Тут ему помогли сами враги. Александр I поторопил Франца II, уверив его в поддержке потсдамского друга, с которым они поклялись в “вечной дружбе” у гробницы Фридриха II. Но друг уже уперся тогда в свой “строжайший нейтралитет”: Наполеон пообещал ему Ганновер, а русская дипломатия, руководимая Чарторижским, мечтавшим о восстановлении Польши, угрожала ему лишением польских провинций. Сами русские спешили “на черепахах и раках”, как изображались они в карикатурах. Выскочившая вперед Австрия находилась, по признанию самого Габсбурга, “в изнеможении”. Ее баварскою армией командовал бездарный Мак – полководец старой школы, к которой принадлежали также его русские и прусские товарищи.
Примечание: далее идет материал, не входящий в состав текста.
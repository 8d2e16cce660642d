//! The per-shard vector container: a polymorphic index with a monotonic
//! version counter and a queue of pending mutation operations feeding the
//! consistency layer.

use crate::backend::IndexBackend;
use crate::ivf::IvfConfig;
use dann_core::{
    now_ms, DannError, IndexOperation, IndexType, OperationKind, Result, SearchResult, VectorId,
};
use std::path::Path;
use std::sync::atomic::{AtomicU64, Ordering};
use std::sync::RwLock;
use tracing::{debug, info};

struct LocalState {
    backend: IndexBackend,
    pending: Vec<IndexOperation>,
}

/// Thread-safe vector store with version tracking.
///
/// Every successful mutation appends operation records at the current
/// version and then advances the counter, so `version` grows by at least one
/// per mutation and the consistency layer can order replicated writes.
pub struct LocalVectorIndex {
    state: RwLock<LocalState>,
    version: AtomicU64,
}

impl LocalVectorIndex {
    pub fn new(index_type: IndexType, config: IvfConfig) -> Result<Self> {
        let backend = IndexBackend::new(index_type, config)?;
        Ok(Self {
            state: RwLock::new(LocalState {
                backend,
                pending: Vec::new(),
            }),
            version: AtomicU64::new(1),
        })
    }

    pub fn version(&self) -> u64 {
        self.version.load(Ordering::SeqCst)
    }

    /// Raises the version counter to at least `version`. Never lowers it.
    pub fn set_version(&self, version: u64) {
        self.version.fetch_max(version, Ordering::SeqCst);
    }

    pub fn size(&self) -> usize {
        self.read().backend.len()
    }

    pub fn dimension(&self) -> usize {
        self.read().backend.dimension()
    }

    pub fn index_type(&self) -> IndexType {
        self.read().backend.index_type()
    }

    pub fn is_trained(&self) -> bool {
        self.read().backend.is_trained()
    }

    pub fn contains(&self, id: VectorId) -> bool {
        self.read().backend.contains(id)
    }

    pub fn get_vector(&self, id: VectorId) -> Option<Vec<f32>> {
        self.read().backend.get(id)
    }

    /// Appends a batch of vectors. Atomic: validation happens before any
    /// mutation, so a rejected batch leaves no partial record.
    pub fn add_vectors(&self, vectors: &[f32], ids: &[VectorId]) -> Result<()> {
        let mut state = self.write();
        let dim = state.backend.dimension();
        Self::validate(vectors, ids, dim)?;

        state.backend.add_batch(vectors, ids)?;

        let version = self.version.load(Ordering::SeqCst);
        let ts = now_ms();
        for (i, vector) in vectors.chunks_exact(dim).enumerate() {
            state.pending.push(
                IndexOperation::new(OperationKind::Add, ids[i], ts, version)
                    .with_vector(vector.to_vec()),
            );
        }
        self.version.fetch_add(1, Ordering::SeqCst);
        debug!(count = ids.len(), version = version, "added vectors");
        Ok(())
    }

    /// Chunks the input and adds it batch by batch, stopping at the first
    /// failing batch.
    pub fn add_vectors_bulk(
        &self,
        vectors: &[f32],
        ids: &[VectorId],
        batch_size: usize,
    ) -> Result<()> {
        let dim = self.dimension();
        Self::validate(vectors, ids, dim)?;
        let batch_size = batch_size.max(1);

        for (chunk_ids, chunk_vectors) in ids
            .chunks(batch_size)
            .zip(vectors.chunks(batch_size * dim))
        {
            self.add_vectors(chunk_vectors, chunk_ids)?;
        }
        Ok(())
    }

    /// Removes `id`, recording a delete operation. `NotFound` leaves no
    /// side effects.
    pub fn remove_vector(&self, id: VectorId) -> Result<()> {
        let mut state = self.write();
        if !state.backend.remove(id) {
            return Err(DannError::NotFound(id));
        }
        let version = self.version.load(Ordering::SeqCst);
        state
            .pending
            .push(IndexOperation::new(OperationKind::Delete, id, now_ms(), version));
        self.version.fetch_add(1, Ordering::SeqCst);
        Ok(())
    }

    /// Replaces the vector stored under `id`.
    ///
    /// Delete-then-add under the index write lock: concurrent readers never
    /// observe the id missing.
    pub fn update_vector(&self, id: VectorId, new_vector: &[f32]) -> Result<()> {
        let mut state = self.write();
        let dim = state.backend.dimension();
        if new_vector.len() != dim {
            return Err(DannError::dimension_mismatch(dim, new_vector.len()));
        }
        if !state.backend.remove(id) {
            return Err(DannError::NotFound(id));
        }
        state.backend.add_batch(new_vector, &[id])?;

        let version = self.version.load(Ordering::SeqCst);
        state.pending.push(
            IndexOperation::new(OperationKind::Update, id, now_ms(), version)
                .with_vector(new_vector.to_vec()),
        );
        self.version.fetch_add(1, Ordering::SeqCst);
        Ok(())
    }

    /// k-NN search; negative sentinel labels from the engine are filtered.
    pub fn search(&self, query: &[f32], k: usize) -> Result<Vec<SearchResult>> {
        let state = self.read();
        let mut results = state.backend.search(query, k)?;
        results.retain(|r| r.id.is_valid());
        Ok(results)
    }

    /// Search with an explicit IVF probe count.
    pub fn search_with_nprobe(
        &self,
        query: &[f32],
        k: usize,
        nprobe: usize,
    ) -> Result<Vec<SearchResult>> {
        let state = self.read();
        let mut results = state.backend.search_with_nprobe(query, k, nprobe)?;
        results.retain(|r| r.id.is_valid());
        Ok(results)
    }

    /// Batched search over `queries.len() / dim` flattened queries.
    pub fn search_batch(&self, queries: &[f32], k: usize) -> Result<Vec<Vec<SearchResult>>> {
        let dim = self.dimension();
        if queries.is_empty() || queries.len() % dim != 0 {
            return Err(DannError::BadRequest(format!(
                "query buffer length {} is not a multiple of dim {}",
                queries.len(),
                dim
            )));
        }
        queries
            .chunks_exact(dim)
            .map(|query| self.search(query, k))
            .collect()
    }

    /// Applies a replicated operation from a peer without recording a new
    /// pending entry. Returns false if the operation is stale (its version
    /// does not advance the local counter's view of that id).
    pub fn apply_remote(&self, op: &IndexOperation) -> Result<bool> {
        let mut state = self.write();
        let applied = match op.kind {
            OperationKind::Add | OperationKind::Update => match &op.vector {
                Some(vector) => {
                    state.backend.remove(op.id);
                    state.backend.add_batch(vector, &[op.id])?;
                    true
                }
                None => {
                    return Err(DannError::BadRequest(format!(
                        "{} operation without a vector payload",
                        op.kind
                    )))
                }
            },
            OperationKind::Delete => state.backend.remove(op.id),
        };
        self.version.fetch_max(op.version + 1, Ordering::SeqCst);
        Ok(applied)
    }

    /// Snapshot of the operations recorded since the last clear. Paired
    /// with [`LocalVectorIndex::clear_pending_operations`], each operation
    /// is observed exactly once per cycle.
    pub fn get_pending_operations(&self) -> Vec<IndexOperation> {
        self.read().pending.clone()
    }

    /// Drains and returns the pending operations in one step.
    pub fn take_pending_operations(&self) -> Vec<IndexOperation> {
        std::mem::take(&mut self.write().pending)
    }

    pub fn clear_pending_operations(&self) {
        self.write().pending.clear();
    }

    /// Serializes the index state plus version counter.
    pub fn save(&self, path: &Path) -> Result<()> {
        let state = self.read();
        crate::persist::save(&state.backend, self.version.load(Ordering::SeqCst), path)
    }

    /// Restores an index saved by [`LocalVectorIndex::save`]. Refuses files
    /// whose dimension disagrees with `expected_dim`.
    pub fn load(path: &Path, expected_dim: usize) -> Result<Self> {
        let (backend, version) = crate::persist::load(path, expected_dim)?;
        info!(path = %path.display(), version = version, "restored local index");
        Ok(Self {
            state: RwLock::new(LocalState {
                backend,
                pending: Vec::new(),
            }),
            version: AtomicU64::new(version),
        })
    }

    fn validate(vectors: &[f32], ids: &[VectorId], dim: usize) -> Result<()> {
        if ids.is_empty() || vectors.is_empty() {
            return Err(DannError::BadRequest("empty input".into()));
        }
        if vectors.len() % dim != 0 {
            return Err(DannError::BadRequest(format!(
                "vector buffer length {} is not a multiple of dim {}",
                vectors.len(),
                dim
            )));
        }
        if vectors.len() / dim != ids.len() {
            return Err(DannError::BadRequest(format!(
                "{} vectors for {} ids",
                vectors.len() / dim,
                ids.len()
            )));
        }
        Ok(())
    }

    fn read(&self) -> std::sync::RwLockReadGuard<'_, LocalState> {
        self.state.read().unwrap_or_else(|e| e.into_inner())
    }

    fn write(&self) -> std::sync::RwLockWriteGuard<'_, LocalState> {
        self.state.write().unwrap_or_else(|e| e.into_inner())
    }
}

impl std::fmt::Debug for LocalVectorIndex {
    fn fmt(&self, f: &mut std::fmt::Formatter<'_>) -> std::fmt::Result {
        let state = self.read();
        f.debug_struct("LocalVectorIndex")
            .field("index_type", &state.backend.index_type().to_string())
            .field("dimension", &state.backend.dimension())
            .field("size", &state.backend.len())
            .field("version", &self.version())
            .field("pending", &state.pending.len())
            .finish()
    }
}

// =============================================================================
// Tests
// =============================================================================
А у Наполеона начались незабвенные марши и хитрости, которые делают честь не одному вождю, забывшему о своем императорстве, но и его сподвижникам. Солдаты опять подшучивали: “Он побил врага не руками нашими, а ногами”. Благодаря почти одним безошибочным маневрам на пространстве более тысячи верст в три недели была уничтожена стотысячная армия; сам Мак сдался с целым корпусом в Ульме (20 октября). Вслед за тем Наполеон узнал о Трафальгаре. Он бросился в ярости вперед, – и через сорок дней Австрия лежала у его ног. А казалось, сам герой попал в западню. Перед ним стягивались к Вене две свежие армии австрийцев; Пруссия прислала к нему Гаугвица с ультиматумом; в Неаполе показался англо-русский отряд. Наконец выступил юный, славолюбивый царь с ветеранами Суворова, которыми командовал хитрый Кутузов. Этот сметливый “старорус” понял, что нужно убираться из Баварии, и отступал искусно. Французы гнались за ним по пятам и иногда брали в плен русских больше, чем было их самих. Они добежали до Моравии. Но тут подоспела свежая русская армия с самим царем во главе, а за нею и австрийцы; с тыла же надвигались пруссаки. Наполеон задержал Гаугвица в почетном плену и решился со своими истомленными восемьюдесятью тысячами дать битву ста тысячам свежих союзников.